И вот зрелище: высокий британец в резиновых сапогах (маминых, на два размера меньше, но других не нашлось!), аккуратно снимающий ягоды с куста, а потом и вовсе взобравшийся на старую яблоню и трясущий ее с такой энергией, что яблоки сыпались градом, а мама только успевала вскрикивать: "Легче, зять, легче! Дерево-то старенькое!".
"Помогает?! – ахнула Глафира, чуть не уронив ведро с картошкой. – Да он ж работать не должен! Он же иностранец! Он должен... должен... чай пить на веранде!"
Естественно, главный вопрос, который мучил всех соседей, был: "А КАК ОНИ ГОВОРЯТ-ТО?!"
Мама, поймав на себе десяток вопрошающих взглядов, отмахнулась с достоинством деревенской королевы:
"Да как? Говорим! Я – по-нашему, по-русски. Он – тоже пытается по-русски, ну, "спасибо", "хлеб", "очень вкусно" выучил быстро. Ну а если что сложное – дочка переводит. А так... глазами да жестами. Понятно все! Когда он третий ковш компота выпил, я и без слов поняла – нравится!"

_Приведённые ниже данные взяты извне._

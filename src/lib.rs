//! # PagerDuty Events
//!
//! A Rust client library for the [PagerDuty Events API v2](https://developer.pagerduty.com/docs/events-api-v2/overview/):
//! trigger, acknowledge, and resolve incidents from monitoring code.
//!
//! ## Features
//!
//! - Typed trigger, acknowledge, and resolve events with builder-style setters
//! - Deduplication key handling, including derivation from the summary
//! - Rate limiting surfaced as an outcome instead of an error
//! - Pluggable transport with explicit timeout, proxy, and user-agent settings
//!
//! ## Example
//!
//! ```rust,no_run
//! use pagerduty_events::{EventsClient, Link, Severity, TriggerEvent};
//!
//! #[tokio::main]
//! async fn main() -> Result<(), Box<dyn std::error::Error>> {
//!     let client = EventsClient::new()?;
//!
//!     let event = TriggerEvent::new(
//!         "your-32-char-integration-key",
//!         "Disk is 99% full",
//!         "db-01.acme.net",
//!         Severity::Critical,
//!     )?
//!     .with_component("postgres")
//!     .with_group("databases")
//!     .with_dedup_key("disk-db-01")
//!     .with_link(Link::new("https://grafana.acme.net/d/disk").with_text("Disk dashboard"));
//!
//!     let outcome = client.send(event).await?;
//!     if outcome.is_rate_limited() {
//!         eprintln!("throttled, try again later");
//!     }
//!     Ok(())
//! }
//! ```

mod client;
mod errors;
mod events;
mod transport;

pub use client::{EventsClient, SendOutcome, DEFAULT_ENDPOINT};
pub use errors::{EventsError, Result};
pub use events::{
    AcknowledgeEvent, Event, EventAction, Image, Link, Payload, ResolveEvent, Severity,
    TriggerEvent, DEDUP_KEY_MAX_CHARS,
};
pub use transport::{
    HttpTransport, Transport, TransportConfig, TransportResponse, DEFAULT_CONNECT_TIMEOUT,
    DEFAULT_TIMEOUT, DEFAULT_USER_AGENT,
};
use std::borrow::Cow;
use std::fmt::{Display, Formatter};
use std::str::FromStr;

use chrono::{DateTime, Utc};
use md5::{Digest, Md5};
use serde::ser::SerializeMap;
use serde::{Deserialize, Serialize, Serializer};

use crate::errors::{EventsError, Result};

/// Maximum length of a dedup key, in characters.
///
/// The ingestion API caps `dedup_key` at 255 characters. Longer keys are
/// truncated to the cap, not rejected.
pub const DEDUP_KEY_MAX_CHARS: usize = 255;

/// The event's verb: open, acknowledge or resolve an incident.
#[derive(Debug, Clone, Copy, Serialize, PartialEq, Eq, Hash)]
#[serde(rename_all = "lowercase")]
pub enum EventAction {
    Trigger,
    Acknowledge,
    Resolve,
}

impl Display for EventAction {
    fn fmt(&self, f: &mut Formatter<'_>) -> std::fmt::Result {
        match self {
            EventAction::Trigger => write!(f, "trigger"),
            EventAction::Acknowledge => write!(f, "acknowledge"),
            EventAction::Resolve => write!(f, "resolve"),
        }
    }
}

/// Severity of the condition reported by a trigger event
#[derive(Debug, Clone, Copy, Serialize, Deserialize, PartialEq, Eq, Hash)]
#[serde(rename_all = "lowercase")]
pub enum Severity {
    Critical,
    Error,
    Warning,
    Info,
}

impl Display for Severity {
    fn fmt(&self, f: &mut Formatter<'_>) -> std::fmt::Result {
        match self {
            Severity::Critical => write!(f, "critical"),
            Severity::Error => write!(f, "error"),
            Severity::Warning => write!(f, "warning"),
            Severity::Info => write!(f, "info"),
        }
    }
}

impl FromStr for Severity {
    type Err = EventsError;

    /// Parse a severity name, ignoring ASCII case.
    fn from_str(s: &str) -> Result<Self> {
        match s.to_ascii_lowercase().as_str() {
            "critical" => Ok(Severity::Critical),
            "error" => Ok(Severity::Error),
            "warning" => Ok(Severity::Warning),
            "info" => Ok(Severity::Info),
            _ => Err(EventsError::Configuration(format!(
                "unknown severity `{s}`, expected one of critical, error, warning, info"
            ))),
        }
    }
}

Ирония ситуации была в том, что для моих маминых знакомых приезд англичанина в их глушь был событием уровня визита инопланетян.

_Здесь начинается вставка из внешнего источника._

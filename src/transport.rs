//! HTTP delivery for serialized events.
//!
//! The client talks to the ingestion endpoint through the [`Transport`]
//! trait so the HTTP stack can be swapped out without touching event or
//! dispatch logic. [`HttpTransport`] is the reqwest-backed implementation
//! used by default.

use std::time::Duration;

use async_trait::async_trait;
use reqwest::header::CONTENT_TYPE;
use reqwest_middleware::{ClientBuilder, ClientWithMiddleware};
use tracing::debug;
use url::Url;

use crate::errors::{EventsError, Result};

/// Default overall request timeout.
pub const DEFAULT_TIMEOUT: Duration = Duration::from_secs(60);

/// Default connection timeout.
pub const DEFAULT_CONNECT_TIMEOUT: Duration = Duration::from_secs(10);

/// User agent sent with every request unless overridden.
pub const DEFAULT_USER_AGENT: &str = concat!("pagerduty-events/", env!("CARGO_PKG_VERSION"));

/// Status code and raw body of a completed HTTP exchange.
///
/// Interpreting the status (accepted, invalid, rate limited) is the
/// dispatcher's job, not the transport's.
#[derive(Debug, Clone)]
pub struct TransportResponse {
    /// HTTP status code
    pub status: u16,
    /// Raw response body
    pub body: String,
}

/// Delivery mechanism for serialized events.
///
/// Implementations POST a JSON document and report whatever came back.
/// They must not interpret the response and must not retry on their own.
#[async_trait]
pub trait Transport: Send + Sync {
    /// POST `body` to `url` as `application/json`.
    ///
    /// # Errors
    ///
    /// Returns [`EventsError::Transport`] when the exchange fails at the
    /// network layer (connection refused, timeout, TLS failure).
    async fn post_json(&self, url: &Url, body: &str) -> Result<TransportResponse>;
}

/// Configuration for [`HttpTransport`].
///
/// Passed explicitly to the constructor; there are no process-wide
/// defaults to mutate.
///
/// # Example
///
/// ```rust
/// use std::time::Duration;
/// use pagerduty_events::TransportConfig;
///
/// let config = TransportConfig::default()
///     .with_timeout(Duration::from_secs(10))
///     .with_user_agent("acme-monitor/2.1");
/// ```
#[derive(Debug, Clone)]
pub struct TransportConfig {
    /// Overall request timeout. Defaults to 60 seconds.
    pub timeout: Duration,

    /// Connection timeout. Defaults to 10 seconds.
    pub connect_timeout: Duration,

    /// `User-Agent` header value. Defaults to `pagerduty-events/<version>`.
    pub user_agent: String,

    /// Optional proxy for all requests.
    pub proxy: Option<Url>,

    /// Skip TLS certificate verification. Defaults to `false`; only
    /// meant for talking to self-signed test endpoints.
    #[cfg(any(feature = "native-tls", feature = "rustls-tls"))]
    pub danger_accept_invalid_certs: bool,
}

impl Default for TransportConfig {
    fn default() -> Self {
        Self {
            timeout: DEFAULT_TIMEOUT,
            connect_timeout: DEFAULT_CONNECT_TIMEOUT,
            user_agent: DEFAULT_USER_AGENT.to_string(),
            proxy: None,
            #[cfg(any(feature = "native-tls", feature = "rustls-tls"))]
            danger_accept_invalid_certs: false,
        }
    }
}

impl TransportConfig {
    /// Set the overall request timeout.
    pub fn with_timeout(mut self, timeout: Duration) -> Self {
        self.timeout = timeout;
        self
    }

    /// Set the connection timeout.
    pub fn with_connect_timeout(mut self, connect_timeout: Duration) -> Self {
        self.connect_timeout = connect_timeout;
        self
    }

    /// Set the `User-Agent` header value.
    pub fn with_user_agent(mut self, user_agent: impl Into<String>) -> Self {
        self.user_agent = user_agent.into();
        self
    }

    /// Route requests through the given proxy.
    pub fn with_proxy(mut self, proxy: Url) -> Self {
        self.proxy = Some(proxy);
        self
    }

    /// Skip TLS certificate verification.
    #[cfg(any(feature = "native-tls", feature = "rustls-tls"))]
    pub fn with_danger_accept_invalid_certs(mut self, accept: bool) -> Self {
        self.danger_accept_invalid_certs = accept;
        self
    }
}

/// Reqwest-backed [`Transport`].
#[derive(Clone)]
pub struct HttpTransport {
    client: ClientWithMiddleware,
}

impl HttpTransport {
    /// Build a transport from an explicit configuration.
    ///
    /// # Errors
    ///
    /// Returns [`EventsError::Configuration`] for an unusable proxy URL,
    /// or [`EventsError::BuildHttpClient`] if the underlying client cannot
    /// be constructed.
    pub fn new(config: TransportConfig) -> Result<Self> {
        let mut builder = reqwest::Client::builder()
            .timeout(config.timeout)
            .connect_timeout(config.connect_timeout)
            .user_agent(config.user_agent);

        if let Some(proxy_url) = &config.proxy {
            let proxy = reqwest::Proxy::all(proxy_url.clone()).map_err(|e| {
                EventsError::Configuration(format!("invalid proxy {proxy_url}: {e}"))
            })?;
            builder = builder.proxy(proxy);
        }

        #[cfg(any(feature = "native-tls", feature = "rustls-tls"))]
        if config.danger_accept_invalid_certs {
            builder = builder.danger_accept_invalid_certs(true);
        }

        let client = builder.build().map_err(EventsError::BuildHttpClient)?;

        Ok(Self {
            client: ClientBuilder::new(client).build(),
        })
    }

    /// Wrap a caller-supplied middleware client.
    ///
    /// This allows custom middleware (retry, logging, etc.) on the
    /// underlying HTTP stack; timeouts then come from that client, not
    /// from a [`TransportConfig`].
    pub fn with_client(client: ClientWithMiddleware) -> Self {
        Self { client }
    }
}

#[async_trait]
impl Transport for HttpTransport {
    async fn post_json(&self, url: &Url, body: &str) -> Result<TransportResponse> {
        debug!(url = %url, "POST");

        let response = self
            .client
            .post(url.clone())
            .header(CONTENT_TYPE, "application/json")
            .body(body.to_owned())
            .send()
            .await
            .map_err(|e| EventsError::Transport(Box::new(e)))?;

        let status = response.status().as_u16();
        let body = response
            .text()
            .await
            .map_err(|e| EventsError::Transport(Box::new(e)))?;

        debug!(status, "response received");

        Ok(TransportResponse { status, body })
    }
}
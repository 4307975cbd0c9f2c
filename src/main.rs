fn main() {
    if let Err(err) = sheet_infer::run() {
        eprintln!("error: {err:#}");
        std::process::exit(1);
    }
}
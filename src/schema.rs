//! Output schema produced by finalization.
//!
//! A [`Schema`] is an ordered list of [`Field`]s, one per header column. It
//! serializes to YAML or JSON with datatypes rendered as lowercase tokens such
//! as `integer` or `decimal(12,2)`.

use std::{
    fs::File,
    io::{BufReader, BufWriter, Write},
    path::Path,
};

use anyhow::{Context, Result};
use serde::{Deserialize, Serialize};

use crate::types::SemanticType;

#[derive(Debug, Clone, Copy, PartialEq, Eq, Default)]
pub enum SchemaFormat {
    #[default]
    Yaml,
    Json,
}

impl SchemaFormat {
    /// `.json` selects JSON; everything else is YAML.
    pub fn for_path(path: &Path) -> Self {
        match path.extension().and_then(|ext| ext.to_str()) {
            Some(ext) if ext.eq_ignore_ascii_case("json") => SchemaFormat::Json,
            _ => SchemaFormat::Yaml,
        }
    }
}

#[derive(Debug, Clone, PartialEq, Eq, Serialize, Deserialize)]
pub struct Field {
    pub name: String,
    pub datatype: SemanticType,
}

#[derive(Debug, Clone, PartialEq, Eq, Default, Serialize, Deserialize)]
pub struct Schema {
    pub fields: Vec<Field>,
}

impl Schema {
    pub fn from_pairs<I>(pairs: I) -> Self
    where
        I: IntoIterator<Item = (String, SemanticType)>,
    {
        let fields = pairs
            .into_iter()
            .map(|(name, datatype)| Field { name, datatype })
            .collect();
        Schema { fields }
    }

    /// Every column typed as text, straight from the header.
    pub fn all_text(header: &[String]) -> Self {
        Self::from_pairs(
            header
                .iter()
                .map(|name| (name.clone(), SemanticType::Text)),
        )
    }

    pub fn len(&self) -> usize {
        self.fields.len()
    }

    pub fn is_empty(&self) -> bool {
        self.fields.is_empty()
    }

    pub fn field(&self, name: &str) -> Option<&Field> {
        self.fields.iter().find(|f| f.name == name)
    }

    pub fn names(&self) -> Vec<String> {
        self.fields.iter().map(|f| f.name.clone()).collect()
    }

    pub fn datatypes(&self) -> Vec<SemanticType> {
        self.fields.iter().map(|f| f.datatype).collect()
    }

    pub fn render(&self, format: SchemaFormat) -> Result<String> {
        match format {
            SchemaFormat::Yaml => serde_yaml::to_string(self).context("Serializing schema YAML"),
            SchemaFormat::Json => {
                serde_json::to_string_pretty(self).context("Serializing schema JSON")
            }
        }
    }

    pub fn write_to<W: Write>(&self, mut writer: W, format: SchemaFormat) -> Result<()> {
        let mut rendered = self.render(format)?;
        if !rendered.ends_with('\n') {
            rendered.push('\n');
        }
        writer
            .write_all(rendered.as_bytes())
            .context("Writing schema")?;
        writer.flush().context("Flushing schema output")
    }

    pub fn save(&self, path: &Path, format: SchemaFormat) -> Result<()> {
        let file = File::create(path).with_context(|| format!("Creating schema file {path:?}"))?;
        self.write_to(BufWriter::new(file), format)
    }

    pub fn load(path: &Path) -> Result<Self> {
        let file = File::open(path).with_context(|| format!("Opening schema file {path:?}"))?;
        let reader = BufReader::new(file);
        let schema = match SchemaFormat::for_path(path) {
            SchemaFormat::Json => serde_json::from_reader(reader).context("Parsing schema JSON")?,
            SchemaFormat::Yaml => serde_yaml::from_reader(reader).context("Parsing schema YAML")?,
        };
        Ok(schema)
    }
}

Они ожидали увидеть небожителя, существо из другого мира, трепетного и капризного. А увидели... обычного мужчину. Который с удовольствием уплетает борщ за обе щеки, мастерски орудует садовым секатором (пусть и под чутким руководством тещи), с энтузиазмом трясет яблони и смеется над мамиными шутками, даже если понимает только каждое пятое слово. Их удивление было смесью разочарования ("Так он же как наш Васька, только по-английски мычит!") и искреннего восторга ("Да он ж молодец! И борщ ест, и работать не боится!").
А мама потом мне шептала, довольная: "Ну что, дочка? Зятя я твоего испытала. И борщом, и пельменями, и садом. Прошел! Теперь свой, кровный. Скажи только, чтоб сапоги свои в следующий раз привез, а то мои ему жмут". И в ее глазах светилась та же теплая ирония, что и в этой истории: мир тесен, а хороший человек и вкусный борщ – понятия интернациональные. Даже в самой маленькой деревне Пермского края.